En él describí no solo su migración de Polonia a Roma, sino también hacía referencia a sus numerosos viajes alrededor del mundo, creando un nuevo enfoque de lo que significa el papado en la Iglesia acercándose cada vez más a mayores multitudes. Su institución de las Jornadas Mundiales de la Juventud, que tuvieron un tremendo éxito en el pasado y lo siguen teniendo después de su muerte, muestra cómo Juan Pablo II quería atraer la energía de los jóvenes del mundo.
En una nota personal, el papa Juan Pablo II me nombró Obispo auxiliar de Newark en septiembre de 1996, Obispo de Camden en julio de 1999 y Obispo de Brooklyn el 1 de agosto de 2003. Cada una de estas oportunidades de servir a la Iglesia me llegó a través de un hombre al que admiraba, especialmente por su santidad.
Recuerdo dos momentos especiales, que son particularmente significativos para mí.

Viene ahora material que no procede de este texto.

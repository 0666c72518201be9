//! Canonical text rendering for generated regions
//!
//! Everything the writer regenerates (returned markup, prop
//! interfaces, initial-prop constants, stream configuration) comes
//! through here, in one fixed format: two-space indent, double-quoted
//! strings, trailing commas in multi-line literals. Untouched regions
//! keep whatever formatting the file already had.

use tracery_model::{
    is_template_string, map_component_tree, ComponentState, ComponentTree, LiteralProp,
    PropMetadata, PropShape, PropType, PropVal, PropValueType, PropValues, StreamConfig,
    TemplateConfig,
};

pub fn escape_string(value: &str) -> String {
    let mut out = String::with_capacity(value.len());
    for c in value.chars() {
        match c {
            '\\' => out.push_str("\\\\"),
            '"' => out.push_str("\\\""),
            '\n' => out.push_str("\\n"),
            '\t' => out.push_str("\\t"),
            '\r' => out.push_str("\\r"),
            other => out.push(other),
        }
    }
    out
}

pub fn quote(value: &str) -> String {
    format!("\"{}\"", escape_string(value))
}

fn format_number(value: f64) -> String {
    if value.fract() == 0.0 && value.abs() < 1e15 {
        format!("{}", value as i64)
    } else {
        format!("{}", value)
    }
}

fn is_identifier(name: &str) -> bool {
    let mut chars = name.chars();
    matches!(chars.next(), Some(c) if c.is_ascii_alphabetic() || c == '_' || c == '$')
        && chars.all(|c| c.is_ascii_alphanumeric() || c == '_' || c == '$')
}

fn member_key(name: &str) -> String {
    if is_identifier(name) {
        name.to_string()
    } else {
        quote(name)
    }
}

pub fn indent_lines(text: &str, spaces: usize) -> String {
    let pad = " ".repeat(spaces);
    text.lines()
        .map(|line| {
            if line.is_empty() {
                line.to_string()
            } else {
                format!("{}{}", pad, line)
            }
        })
        .collect::<Vec<_>>()
        .join("\n")
}

/// A prop value as a TypeScript expression, single line
pub fn render_prop_val(value: &PropVal) -> String {
    match value {
        PropVal::Literal(LiteralProp::String(s)) => quote(s),
        PropVal::Literal(LiteralProp::HexColor(s)) => quote(s),
        PropVal::Literal(LiteralProp::Number(n)) => format_number(*n),
        PropVal::Literal(LiteralProp::Boolean(b)) => b.to_string(),
        PropVal::Literal(LiteralProp::Object(values)) => render_object_inline(values),
        PropVal::Literal(LiteralProp::Array(items)) => {
            let items: Vec<String> = items.iter().map(render_prop_val).collect();
            format!("[{}]", items.join(", "))
        }
        PropVal::Expression(expr) => expr.value.clone(),
    }
}

fn render_object_inline(values: &PropValues) -> String {
    if values.is_empty() {
        return "{}".to_string();
    }
    let members: Vec<String> = values
        .iter()
        .map(|(key, value)| format!("{}: {}", member_key(key), render_prop_val(value)))
        .collect();
    format!("{{ {} }}", members.join(", "))
}

/// JSX attribute text, leading space included
fn render_attr(name: &str, value: &PropVal) -> String {
    match value {
        PropVal::Literal(LiteralProp::String(s)) | PropVal::Literal(LiteralProp::HexColor(s)) => {
            format!(" {}={}", name, quote(s))
        }
        other => format!(" {}={{{}}}", name, render_prop_val(other)),
    }
}

pub fn render_attrs(props: &PropValues) -> String {
    props
        .iter()
        .map(|(name, value)| render_attr(name, value))
        .collect()
}

/// Multi-line object literal for prop constants, two-space indented
pub fn render_object_literal(values: &PropValues) -> String {
    if values.is_empty() {
        return "{}".to_string();
    }
    let mut out = String::from("{\n");
    for (key, value) in values {
        out.push_str(&format!("  {}: {},\n", member_key(key), render_prop_val(value)));
    }
    out.push('}');
    out
}

fn ts_type_name(value_type: PropValueType) -> &'static str {
    match value_type {
        PropValueType::Number => "number",
        PropValueType::String => "string",
        PropValueType::Boolean => "boolean",
        PropValueType::HexColor => "HexColor",
        PropValueType::ReactNode => "React.ReactNode",
        PropValueType::Object => "Record<string, any>",
        PropValueType::Array => "unknown[]",
        PropValueType::Record => "Record<string, any>",
    }
}

pub fn render_prop_type(prop_type: &PropType) -> String {
    match prop_type {
        PropType::Simple(value_type) => ts_type_name(*value_type).to_string(),
        PropType::StringUnion(values) => values
            .iter()
            .map(|v| quote(v))
            .collect::<Vec<_>>()
            .join(" | "),
        PropType::Object(shape) => {
            let members: Vec<String> = shape
                .iter()
                .map(|(name, meta)| member_signature(name, meta))
                .collect();
            format!("{{ {} }}", members.join(" "))
        }
        PropType::Array(inner) => match inner.as_ref() {
            PropType::StringUnion(_) => format!("({})[]", render_prop_type(inner)),
            other => format!("{}[]", render_prop_type(other)),
        },
        PropType::Record => "Record<string, any>".to_string(),
    }
}

fn member_signature(name: &str, meta: &PropMetadata) -> String {
    let optional = if meta.required { "" } else { "?" };
    format!(
        "{}{}: {};",
        member_key(name),
        optional,
        render_prop_type(&meta.prop_type)
    )
}

/// `export interface ${Name}Props { ... }`. Members are written
/// optional so partially-filled props never fail the type checker.
pub fn render_prop_interface(interface_name: &str, shape: &PropShape) -> String {
    if shape.is_empty() {
        return format!("export interface {} {{}}", interface_name);
    }
    let mut out = format!("export interface {} {{\n", interface_name);
    for (name, meta) in shape {
        if let Some(doc) = &meta.doc {
            out.push_str(&render_doc_comment(doc, 2));
        }
        out.push_str(&format!(
            "  {}?: {};\n",
            member_key(name),
            render_prop_type(&meta.prop_type)
        ));
    }
    out.push('}');
    out
}

fn render_doc_comment(doc: &str, indent: usize) -> String {
    let pad = " ".repeat(indent);
    if !doc.contains('\n') {
        return format!("{}/** {} */\n", pad, doc);
    }
    let mut out = format!("{}/**\n", pad);
    for line in doc.lines().skip_while(|l| l.is_empty()) {
        if line.is_empty() {
            out.push_str(&format!("{} *\n", pad));
        } else {
            out.push_str(&format!("{} * {}\n", pad, line));
        }
    }
    out.push_str(&format!("{} */\n", pad));
    out
}

/// A JSON value as TypeScript literal text. Objects go multi-line at
/// `indent`; scalar arrays stay inline. Template strings round-trip
/// verbatim.
pub fn render_ts_value(value: &serde_json::Value, indent: usize) -> String {
    match value {
        serde_json::Value::Null => "null".to_string(),
        serde_json::Value::Bool(b) => b.to_string(),
        serde_json::Value::Number(n) => n.to_string(),
        serde_json::Value::String(s) if is_template_string(s) => s.clone(),
        serde_json::Value::String(s) => quote(s),
        serde_json::Value::Array(items) => {
            let rendered: Vec<String> = items
                .iter()
                .map(|item| render_ts_value(item, indent + 2))
                .collect();
            if items.iter().all(|i| !i.is_object() && !i.is_array()) {
                format!("[{}]", rendered.join(", "))
            } else {
                let pad = " ".repeat(indent + 2);
                let close = " ".repeat(indent);
                let body: Vec<String> =
                    rendered.into_iter().map(|r| format!("{}{},", pad, r)).collect();
                format!("[\n{}\n{}]", body.join("\n"), close)
            }
        }
        serde_json::Value::Object(map) => {
            if map.is_empty() {
                return "{}".to_string();
            }
            let pad = " ".repeat(indent + 2);
            let close = " ".repeat(indent);
            let members: Vec<String> = map
                .iter()
                .map(|(key, value)| {
                    format!("{}{}: {},", pad, member_key(key), render_ts_value(value, indent + 2))
                })
                .collect();
            format!("{{\n{}\n{}}}", members.join("\n"), close)
        }
    }
}

/// The full `export const config: TemplateConfig = { ... };` statement
pub fn render_config_statement(config: &TemplateConfig) -> String {
    let body = match &config.stream {
        Some(stream) => format!("{{\n  stream: {},\n}}", render_stream_config(stream, 2)),
        None => "{}".to_string(),
    };
    format!("export const config: TemplateConfig = {};", body)
}

fn render_stream_config(stream: &StreamConfig, indent: usize) -> String {
    let pad = " ".repeat(indent + 2);
    let close = " ".repeat(indent);
    let fields: Vec<String> = stream.fields.iter().map(|f| quote(f)).collect();
    let mut out = String::from("{\n");
    out.push_str(&format!("{}$id: {},\n", pad, quote(&stream.id)));
    out.push_str(&format!("{}localization: {{\n", pad));
    out.push_str(&format!(
        "{}  locales: [{}],\n",
        pad,
        stream
            .localization
            .locales
            .iter()
            .map(|l| quote(l))
            .collect::<Vec<_>>()
            .join(", ")
    ));
    out.push_str(&format!("{}  primary: {},\n", pad, stream.localization.primary));
    out.push_str(&format!("{}}},\n", pad));
    if !stream.filter.is_null() {
        out.push_str(&format!(
            "{}filter: {},\n",
            pad,
            render_ts_value(&stream.filter, indent + 2)
        ));
    }
    out.push_str(&format!("{}fields: [{}],\n", pad, fields.join(", ")));
    out.push_str(&format!("{}}}", close));
    out
}

/// Render a component tree back to JSX, one canonical format.
///
/// Error nodes are excluded from generation; a tree with several roots
/// gets wrapped in a fragment.
pub fn render_component_tree(tree: &ComponentTree) -> String {
    let roots: Vec<String> = map_component_tree(tree, &mut render_node)
        .into_iter()
        .filter(|text| !text.is_empty())
        .collect();
    match roots.len() {
        0 => "<></>".to_string(),
        1 => roots.into_iter().next().unwrap_or_default(),
        _ => format!("<>\n{}\n</>", indent_lines(&roots.join("\n"), 2)),
    }
}

fn render_node(state: &ComponentState, children: Vec<String>) -> String {
    let children: Vec<String> = children.into_iter().filter(|c| !c.is_empty()).collect();
    match state {
        ComponentState::Standard(s) | ComponentState::Module(s) => {
            render_element(&s.component_name, render_attrs(&s.props), &children)
        }
        ComponentState::BuiltIn(s) => {
            render_element(&s.component_name, String::new(), &children)
        }
        ComponentState::Fragment(_) => {
            if children.is_empty() {
                "<></>".to_string()
            } else {
                format!("<>\n{}\n</>", indent_lines(&children.join("\n"), 2))
            }
        }
        ComponentState::Repeater(r) => {
            let element = format!(
                "<{} key={{index}}{} />",
                r.repeated_component.component_name,
                render_attrs(&r.repeated_component.props)
            );
            format!(
                "{{{}.map((item, index) => (\n{}\n))}}",
                r.list_expression,
                indent_lines(&element, 2)
            )
        }
        ComponentState::Error(_) => String::new(),
    }
}

fn render_element(name: &str, attrs: String, children: &[String]) -> String {
    if children.is_empty() {
        format!("<{}{} />", name, attrs)
    } else {
        format!(
            "<{}{}>\n{}\n</{}>",
            name,
            attrs,
            indent_lines(&children.join("\n"), 2),
            name
        )
    }
}

/// The canonical return statement, starting at the `return` keyword.
/// Callers splice it at the original statement's indentation.
pub fn render_return_statement(tree: &ComponentTree) -> String {
    let body = render_component_tree(tree);
    if body == "<></>" && tree.is_empty() {
        return "return <></>;".to_string();
    }
    format!("return (\n{}\n  );", indent_lines(&body, 4))
}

El primero ocurrió durante un viaje al Vaticano. El Santo Padre solía invitar a los visitantes a su misa matutina en su capilla privada en el Vaticano, y cualquier obispo o sacerdote presente podía concelebrar en el Altar junto a él. Tuve el placer de acompañarlo en un día de Cuaresma, cuando era obispo de Camden.
No había otro obispo presente, solo él y yo en el Altar. Antes de que comenzara la misa, todos pudieron entrar a la capilla y estar con el Santo Padre mientras meditaba. Su meditación, a simple vista, era mucho más que una simple oración. Parecía entrar en otro estado de la existencia. Su rostro brillaba con un fulgor particular que solo podía ser su comunicación con Dios.
Durante esa especial Liturgia que jamás olvidaré, se podía ver la devoción con la que celebraba la Misa. En ese momento, el Santo Padre todavía muy activo, podía darle un gran significado a la Liturgia.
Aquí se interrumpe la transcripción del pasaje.